> _WHAT YOU HAVE TO DO_:
Take each line in the entries below that holds "Ordering" and show it.
-- DATA FOR THIS TASK follows --
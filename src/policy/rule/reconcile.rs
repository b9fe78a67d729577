//! Value reconciliation
//!
//! Aligns a record value with a predicate literal before any operator runs:
//! - numeric literal vs. textual record value: the leading number of the
//!   text is read as `f64`, so `"150000 MAD"` is `150000`
//! - textual literal vs. numeric record value: the number is rendered as text
//! - same kinds are compared natively

use super::ast::Scalar;
use std::borrow::Cow;
use std::cmp::Ordering;

/// A record value and a literal brought to the same kind
#[derive(Debug, Clone, PartialEq)]
pub enum Reconciled<'a> {
    Numbers(f64, f64),
    Texts(Cow<'a, str>, Cow<'a, str>),
}

/// The record text could not be read as a number
#[derive(Debug, Clone, PartialEq)]
pub struct NotANumber;

/// Reconcile `record` (left-hand side) with `literal` (right-hand side)
pub fn reconcile<'a>(record: &'a Scalar, literal: &'a Scalar) -> Result<Reconciled<'a>, NotANumber> {
    match (record, literal) {
        (Scalar::Number(a), Scalar::Number(b)) => Ok(Reconciled::Numbers(*a, *b)),
        (Scalar::Text(a), Scalar::Number(b)) => parse_number(a)
            .map(|a| Reconciled::Numbers(a, *b))
            .ok_or(NotANumber),
        (Scalar::Number(a), Scalar::Text(b)) => Ok(Reconciled::Texts(
            Cow::Owned(canonical_text(*a)),
            Cow::Borrowed(b.as_str()),
        )),
        (Scalar::Text(a), Scalar::Text(b)) => Ok(Reconciled::Texts(
            Cow::Borrowed(a.as_str()),
            Cow::Borrowed(b.as_str()),
        )),
    }
}

impl Reconciled<'_> {
    pub fn equals(&self) -> bool {
        match self {
            Reconciled::Numbers(a, b) => a == b,
            Reconciled::Texts(a, b) => a == b,
        }
    }

    /// Numeric order for numbers, lexical order for text.
    ///
    /// Text is ordered by UTF-8 bytes, which agrees with code point order.
    /// It differs from UTF-16 code unit order only between characters above
    /// U+FFFF and those in U+E000..=U+FFFF.
    pub fn ordering(&self) -> Option<Ordering> {
        match self {
            Reconciled::Numbers(a, b) => a.partial_cmp(b),
            Reconciled::Texts(a, b) => Some(a.cmp(b)),
        }
    }

    /// Text forms of both sides, for the substring operators
    pub fn texts(&self) -> (Cow<'_, str>, Cow<'_, str>) {
        match self {
            Reconciled::Numbers(a, b) => (
                Cow::Owned(canonical_text(*a)),
                Cow::Owned(canonical_text(*b)),
            ),
            Reconciled::Texts(a, b) => (Cow::Borrowed(&**a), Cow::Borrowed(&**b)),
        }
    }
}

/// Read the number at the start of `text`, ignoring whatever follows it.
///
/// Leading whitespace is skipped. The number is an optional sign followed by
/// either `Infinity` or decimal digits with an optional fraction and
/// exponent. `None` when no such prefix exists; `inf` and `NaN` are not
/// numbers here.
pub fn parse_number(text: &str) -> Option<f64> {
    let text = text.trim_start();
    let bytes = text.as_bytes();

    let mut end = 0;
    if matches!(bytes.first(), Some(b'+' | b'-')) {
        end += 1;
    }
    if text[end..].starts_with("Infinity") {
        return Some(if bytes[0] == b'-' {
            f64::NEG_INFINITY
        } else {
            f64::INFINITY
        });
    }

    let int_digits = count_digits(&bytes[end..]);
    end += int_digits;
    let mut frac_digits = 0;
    if bytes.get(end) == Some(&b'.') {
        frac_digits = count_digits(&bytes[end + 1..]);
        end += 1 + frac_digits;
    }
    if int_digits + frac_digits == 0 {
        return None;
    }

    // an exponent counts only when it has digits
    if matches!(bytes.get(end), Some(b'e' | b'E')) {
        let mut exp = end + 1;
        if matches!(bytes.get(exp), Some(b'+' | b'-')) {
            exp += 1;
        }
        let exp_digits = count_digits(&bytes[exp..]);
        if exp_digits > 0 {
            end = exp + exp_digits;
        }
    }

    text[..end].parse::<f64>().ok()
}

fn count_digits(bytes: &[u8]) -> usize {
    bytes.iter().take_while(|b| b.is_ascii_digit()).count()
}

/// Shortest decimal text of a number: `150000`, `1.5`, `0` for both zeros.
///
/// Magnitudes from `1e21` up and below `1e-6` use exponent form with a
/// signed exponent: `1e+21`, `1.5e-7`.
pub fn canonical_text(n: f64) -> String {
    if n == 0.0 {
        "0".to_string()
    } else if n == f64::INFINITY {
        "Infinity".to_string()
    } else if n == f64::NEG_INFINITY {
        "-Infinity".to_string()
    } else if n.abs() >= 1e21 || n.abs() < 1e-6 {
        let text = format!("{:e}", n);
        match text.split_once('e') {
            Some((mantissa, exp)) if !exp.starts_with('-') => format!("{}e+{}", mantissa, exp),
            _ => text,
        }
    } else {
        n.to_string()
    }
}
-- DATA FOR THIS TASK concluded --
> _RESPONSE TO THE TASK_:
use std::cmp::Ordering;
    pub fn ordering(&self) -> Option<Ordering> {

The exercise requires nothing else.